Give the number of lines in the data that hold the string "services". Nothing else is needed.

# Dataset records
###
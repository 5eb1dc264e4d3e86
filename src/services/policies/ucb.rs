//! UCB1 over streaming mean rewards.

use std::sync::Arc;

use super::{ordered_candidates, streaming_mean, PolicyContext, SelectionPolicy};
use crate::domain::errors::DomainResult;
use crate::domain::models::{
    DecisionState, PolicyDecision, PolicyKind, StateActionKey, ValueEntry, VariantId,
};
use crate::services::value_store::ValueStore;

/// Deterministic upper-confidence-bound policy.
pub struct Ucb1Policy {
    store: Arc<ValueStore>,
    exploration: f64,
}

impl Ucb1Policy {
    pub fn new(store: Arc<ValueStore>, exploration: f64) -> Self {
        Self { store, exploration }
    }

    /// Upper bound for one arm; unvisited arms are unbounded.
    pub fn bound(&self, entry: &ValueEntry, total_visits: u64) -> f64 {
        if entry.visit_count == 0 {
            return f64::INFINITY;
        }
        let ln_total = (total_visits.max(1) as f64).ln();
        entry.value + self.exploration * (ln_total / entry.visit_count as f64).sqrt()
    }
}

impl SelectionPolicy for Ucb1Policy {
    fn kind(&self) -> PolicyKind {
        PolicyKind::Ucb1
    }

    fn select(
        &self,
        state: &DecisionState,
        candidates: &[VariantId],
        _context: &PolicyContext,
    ) -> DomainResult<PolicyDecision> {
        let ordered = ordered_candidates(candidates)?;
        let entries: Vec<ValueEntry> = ordered
            .iter()
            .map(|v| self.store.get(&state.key_for(v)))
            .collect();
        let total_visits: u64 = entries.iter().map(|e| e.visit_count).sum();

        let mut best = &entries[0];
        let mut best_bound = self.bound(best, total_visits);
        let mut best_mean = if best.visit_count > 0 { best.value } else { f64::NEG_INFINITY };
        for entry in &entries[1..] {
            let bound = self.bound(entry, total_visits);
            if bound > best_bound {
                best = entry;
                best_bound = bound;
            }
            if entry.visit_count > 0 && entry.value > best_mean {
                best_mean = entry.value;
            }
        }

        Ok(PolicyDecision {
            variant_id: best.key.variant_id().clone(),
            estimated_value: best.value,
            exploration: best.visit_count == 0 || best.value < best_mean,
            score: best_bound,
        })
    }

    fn update(
        &self,
        key: &StateActionKey,
        reward: f64,
        _context: &PolicyContext,
    ) -> DomainResult<ValueEntry> {
        Ok(self
            .store
            .update_with(key, |entry| streaming_mean(entry, reward)))
    }
}

#[cfg(test)]
mod tests {
    use super::*;

    fn ids(names: &[&str]) -> Vec<VariantId> {
        names.iter().map(|n| VariantId::from(*n)).collect()
    }

    #[test]
    fn test_unvisited_arm_is_tried_first() {
        let store = Arc::new(ValueStore::in_memory());
        let policy = Ucb1Policy::new(Arc::clone(&store), std::f64::consts::SQRT_2);
        let state = DecisionState::new("A", "x");
        let ctx = PolicyContext::default();

        for _ in 0..20 {
            policy
                .update(&state.key_for(&"a".into()), 1.0, &ctx)
                .unwrap();
        }

        let decision = policy.select(&state, &ids(&["a", "b"]), &ctx).unwrap();
        assert_eq!(decision.variant_id.as_str(), "b");
        assert!(decision.score.is_infinite());
        assert!(decision.exploration);
    }

    #[test]
    fn test_streaming_mean_update() {
        let store = Arc::new(ValueStore::in_memory());
        let policy = Ucb1Policy::new(Arc::clone(&store), 1.0);
        let key = StateActionKey::new("A", "x", "a");
        let ctx = PolicyContext::default();

        policy.update(&key, 1.0, &ctx).unwrap();
        policy.update(&key, 0.0, &ctx).unwrap();
        let entry = policy.update(&key, -0.4, &ctx).unwrap();
        assert!((entry.value - 0.2).abs() < 1e-12);
        assert_eq!(entry.visit_count, 3);
    }

    #[test]
    fn test_selection_is_deterministic() {
        let store = Arc::new(ValueStore::in_memory());
        let policy = Ucb1Policy::new(Arc::clone(&store), 1.0);
        let state = DecisionState::new("A", "x");
        let ctx = PolicyContext::default();
        policy.update(&state.key_for(&"a".into()), 0.5, &ctx).unwrap();
        policy.update(&state.key_for(&"b".into()), 0.5, &ctx).unwrap();

        let first = policy.select(&state, &ids(&["b", "a"]), &ctx).unwrap();
        let second = policy.select(&state, &ids(&["a", "b"]), &ctx).unwrap();
        assert_eq!(first, second);
        // Equal bounds resolve to the lowest id.
        assert_eq!(first.variant_id.as_str(), "a");
    }
}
###
# Problem solution
2